• _Data_
.....
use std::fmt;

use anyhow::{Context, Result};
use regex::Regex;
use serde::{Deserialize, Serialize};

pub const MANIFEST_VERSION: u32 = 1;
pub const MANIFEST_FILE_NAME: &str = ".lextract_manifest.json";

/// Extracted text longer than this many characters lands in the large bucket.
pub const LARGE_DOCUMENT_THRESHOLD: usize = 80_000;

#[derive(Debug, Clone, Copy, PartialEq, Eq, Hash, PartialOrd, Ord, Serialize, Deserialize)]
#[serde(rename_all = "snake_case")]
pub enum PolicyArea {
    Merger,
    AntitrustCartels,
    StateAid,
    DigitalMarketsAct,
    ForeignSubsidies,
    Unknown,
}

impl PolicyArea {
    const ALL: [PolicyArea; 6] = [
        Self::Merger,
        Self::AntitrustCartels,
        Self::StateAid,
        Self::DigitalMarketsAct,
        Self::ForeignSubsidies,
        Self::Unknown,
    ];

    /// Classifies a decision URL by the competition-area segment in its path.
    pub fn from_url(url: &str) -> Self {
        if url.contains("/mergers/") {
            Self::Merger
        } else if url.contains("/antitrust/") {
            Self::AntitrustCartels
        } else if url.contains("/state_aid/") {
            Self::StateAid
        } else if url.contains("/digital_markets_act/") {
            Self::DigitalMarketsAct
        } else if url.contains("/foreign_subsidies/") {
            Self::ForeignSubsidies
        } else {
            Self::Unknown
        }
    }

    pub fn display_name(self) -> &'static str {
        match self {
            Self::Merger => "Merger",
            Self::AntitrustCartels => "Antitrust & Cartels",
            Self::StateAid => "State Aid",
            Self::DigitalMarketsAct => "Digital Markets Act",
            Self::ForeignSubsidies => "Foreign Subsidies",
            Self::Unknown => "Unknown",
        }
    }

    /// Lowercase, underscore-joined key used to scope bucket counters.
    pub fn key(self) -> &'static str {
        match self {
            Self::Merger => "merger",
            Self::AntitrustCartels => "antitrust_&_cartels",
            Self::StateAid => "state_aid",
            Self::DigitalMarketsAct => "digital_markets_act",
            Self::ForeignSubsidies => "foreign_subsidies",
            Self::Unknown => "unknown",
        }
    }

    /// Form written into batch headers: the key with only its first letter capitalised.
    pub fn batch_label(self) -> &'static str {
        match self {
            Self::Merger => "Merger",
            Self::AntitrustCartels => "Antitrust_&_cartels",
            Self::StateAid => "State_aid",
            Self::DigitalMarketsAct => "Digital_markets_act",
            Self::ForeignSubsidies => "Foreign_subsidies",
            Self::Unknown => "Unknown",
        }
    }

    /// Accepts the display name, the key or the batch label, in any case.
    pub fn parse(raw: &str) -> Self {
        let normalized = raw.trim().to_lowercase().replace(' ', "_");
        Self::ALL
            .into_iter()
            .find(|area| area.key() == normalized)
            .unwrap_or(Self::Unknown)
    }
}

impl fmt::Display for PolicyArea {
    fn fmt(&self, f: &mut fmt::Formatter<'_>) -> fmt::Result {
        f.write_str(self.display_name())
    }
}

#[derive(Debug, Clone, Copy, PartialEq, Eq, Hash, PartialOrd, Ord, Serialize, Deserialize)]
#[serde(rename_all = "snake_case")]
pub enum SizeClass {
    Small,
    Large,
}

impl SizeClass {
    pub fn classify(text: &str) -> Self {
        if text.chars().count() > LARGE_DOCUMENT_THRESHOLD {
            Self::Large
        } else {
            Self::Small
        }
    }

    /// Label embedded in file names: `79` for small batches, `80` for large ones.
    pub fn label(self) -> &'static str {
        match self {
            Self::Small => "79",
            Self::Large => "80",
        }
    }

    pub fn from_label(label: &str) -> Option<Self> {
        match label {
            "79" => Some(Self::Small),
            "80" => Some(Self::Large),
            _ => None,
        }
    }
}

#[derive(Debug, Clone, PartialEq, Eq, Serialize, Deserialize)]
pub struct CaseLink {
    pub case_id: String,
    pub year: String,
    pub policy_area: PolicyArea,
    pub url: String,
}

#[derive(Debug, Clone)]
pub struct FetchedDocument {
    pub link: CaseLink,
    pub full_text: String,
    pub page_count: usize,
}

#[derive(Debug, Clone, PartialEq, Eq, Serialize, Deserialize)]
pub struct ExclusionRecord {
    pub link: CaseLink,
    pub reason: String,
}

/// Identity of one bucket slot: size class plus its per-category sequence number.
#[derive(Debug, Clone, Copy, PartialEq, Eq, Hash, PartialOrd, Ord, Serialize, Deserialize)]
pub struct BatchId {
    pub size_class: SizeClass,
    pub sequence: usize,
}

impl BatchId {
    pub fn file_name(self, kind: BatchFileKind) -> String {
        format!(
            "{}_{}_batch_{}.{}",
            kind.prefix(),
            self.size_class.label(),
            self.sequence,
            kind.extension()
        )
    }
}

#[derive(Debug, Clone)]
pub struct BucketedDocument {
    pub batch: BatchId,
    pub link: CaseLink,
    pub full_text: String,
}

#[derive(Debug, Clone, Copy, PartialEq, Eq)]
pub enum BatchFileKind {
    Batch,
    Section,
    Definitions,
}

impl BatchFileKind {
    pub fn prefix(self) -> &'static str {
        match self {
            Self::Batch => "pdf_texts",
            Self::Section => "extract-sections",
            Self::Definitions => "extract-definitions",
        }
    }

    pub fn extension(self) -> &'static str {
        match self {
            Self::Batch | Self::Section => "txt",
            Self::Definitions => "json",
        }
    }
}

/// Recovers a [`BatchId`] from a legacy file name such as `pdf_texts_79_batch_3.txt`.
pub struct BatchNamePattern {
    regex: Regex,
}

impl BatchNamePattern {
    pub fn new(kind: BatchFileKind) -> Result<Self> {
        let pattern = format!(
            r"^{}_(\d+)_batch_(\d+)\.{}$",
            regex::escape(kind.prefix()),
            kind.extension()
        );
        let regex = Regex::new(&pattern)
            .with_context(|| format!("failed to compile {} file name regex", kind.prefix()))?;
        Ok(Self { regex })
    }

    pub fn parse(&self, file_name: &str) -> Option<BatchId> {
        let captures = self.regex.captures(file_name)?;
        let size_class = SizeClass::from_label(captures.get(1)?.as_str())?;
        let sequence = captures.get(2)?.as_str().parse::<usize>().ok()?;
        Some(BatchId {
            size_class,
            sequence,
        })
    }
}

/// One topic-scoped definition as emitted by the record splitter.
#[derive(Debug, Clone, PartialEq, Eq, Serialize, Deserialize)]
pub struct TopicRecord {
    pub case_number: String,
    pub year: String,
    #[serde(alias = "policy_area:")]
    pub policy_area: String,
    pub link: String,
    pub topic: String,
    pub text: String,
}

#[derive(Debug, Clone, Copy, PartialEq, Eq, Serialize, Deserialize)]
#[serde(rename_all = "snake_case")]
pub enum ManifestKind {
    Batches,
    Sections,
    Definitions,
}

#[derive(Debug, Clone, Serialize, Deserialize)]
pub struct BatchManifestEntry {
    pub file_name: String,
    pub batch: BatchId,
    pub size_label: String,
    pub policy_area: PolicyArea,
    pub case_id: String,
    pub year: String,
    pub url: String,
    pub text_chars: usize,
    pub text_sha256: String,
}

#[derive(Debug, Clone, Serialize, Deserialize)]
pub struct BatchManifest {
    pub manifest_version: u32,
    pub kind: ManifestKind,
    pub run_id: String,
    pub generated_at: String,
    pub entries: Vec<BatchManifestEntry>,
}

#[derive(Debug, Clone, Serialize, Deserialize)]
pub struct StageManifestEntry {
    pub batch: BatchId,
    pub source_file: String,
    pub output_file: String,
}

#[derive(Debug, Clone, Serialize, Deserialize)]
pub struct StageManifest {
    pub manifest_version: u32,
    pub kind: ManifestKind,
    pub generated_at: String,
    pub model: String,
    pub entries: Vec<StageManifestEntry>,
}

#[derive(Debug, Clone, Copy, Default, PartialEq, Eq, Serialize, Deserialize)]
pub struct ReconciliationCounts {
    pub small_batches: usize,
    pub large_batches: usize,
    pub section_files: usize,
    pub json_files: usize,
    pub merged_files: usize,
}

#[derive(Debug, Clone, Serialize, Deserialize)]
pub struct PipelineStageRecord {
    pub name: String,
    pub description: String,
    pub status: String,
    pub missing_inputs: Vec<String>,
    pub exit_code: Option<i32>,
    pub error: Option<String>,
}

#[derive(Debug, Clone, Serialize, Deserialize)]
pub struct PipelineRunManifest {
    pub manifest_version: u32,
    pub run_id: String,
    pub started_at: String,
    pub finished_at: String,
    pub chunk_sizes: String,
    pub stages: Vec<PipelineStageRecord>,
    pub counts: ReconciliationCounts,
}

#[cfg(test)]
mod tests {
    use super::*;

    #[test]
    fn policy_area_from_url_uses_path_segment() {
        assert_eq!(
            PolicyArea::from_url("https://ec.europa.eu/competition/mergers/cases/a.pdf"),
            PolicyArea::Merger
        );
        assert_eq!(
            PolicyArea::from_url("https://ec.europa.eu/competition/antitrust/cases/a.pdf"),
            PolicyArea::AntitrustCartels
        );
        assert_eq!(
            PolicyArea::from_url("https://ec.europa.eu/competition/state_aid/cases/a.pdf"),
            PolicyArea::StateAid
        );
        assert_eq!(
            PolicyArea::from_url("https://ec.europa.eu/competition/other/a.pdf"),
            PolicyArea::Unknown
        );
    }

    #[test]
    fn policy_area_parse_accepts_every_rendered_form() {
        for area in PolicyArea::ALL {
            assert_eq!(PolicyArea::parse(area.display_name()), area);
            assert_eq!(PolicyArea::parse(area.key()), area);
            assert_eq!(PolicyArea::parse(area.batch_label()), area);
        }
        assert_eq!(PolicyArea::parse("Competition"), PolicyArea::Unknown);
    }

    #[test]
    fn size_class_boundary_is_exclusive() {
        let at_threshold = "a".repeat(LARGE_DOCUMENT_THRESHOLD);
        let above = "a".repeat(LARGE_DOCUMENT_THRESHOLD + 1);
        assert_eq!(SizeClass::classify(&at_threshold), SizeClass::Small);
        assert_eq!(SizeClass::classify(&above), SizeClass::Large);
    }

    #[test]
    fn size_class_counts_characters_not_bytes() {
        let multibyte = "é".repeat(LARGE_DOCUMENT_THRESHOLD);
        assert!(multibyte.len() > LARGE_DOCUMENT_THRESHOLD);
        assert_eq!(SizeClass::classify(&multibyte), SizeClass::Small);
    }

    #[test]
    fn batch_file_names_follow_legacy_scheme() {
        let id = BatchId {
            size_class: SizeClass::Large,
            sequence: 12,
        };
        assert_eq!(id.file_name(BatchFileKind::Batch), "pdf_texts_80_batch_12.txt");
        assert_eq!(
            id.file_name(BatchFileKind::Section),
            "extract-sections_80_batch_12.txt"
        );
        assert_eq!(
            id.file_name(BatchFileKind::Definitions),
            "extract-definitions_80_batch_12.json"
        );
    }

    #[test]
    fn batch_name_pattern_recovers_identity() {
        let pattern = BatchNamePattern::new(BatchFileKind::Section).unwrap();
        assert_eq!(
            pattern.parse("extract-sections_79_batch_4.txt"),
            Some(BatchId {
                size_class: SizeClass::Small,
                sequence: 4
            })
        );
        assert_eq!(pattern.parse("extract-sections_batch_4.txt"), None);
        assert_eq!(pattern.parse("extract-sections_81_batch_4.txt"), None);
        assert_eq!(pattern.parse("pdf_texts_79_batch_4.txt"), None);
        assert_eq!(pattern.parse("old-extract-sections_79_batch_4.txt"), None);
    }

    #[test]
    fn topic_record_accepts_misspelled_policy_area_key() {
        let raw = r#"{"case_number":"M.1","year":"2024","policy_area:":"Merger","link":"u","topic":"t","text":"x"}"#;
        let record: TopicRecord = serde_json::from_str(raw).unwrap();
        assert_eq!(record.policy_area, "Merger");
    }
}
.....
• _Task statement_
The answer must be the number of lines in the records where the string "above" is found, stated alone.

• _Task result_
2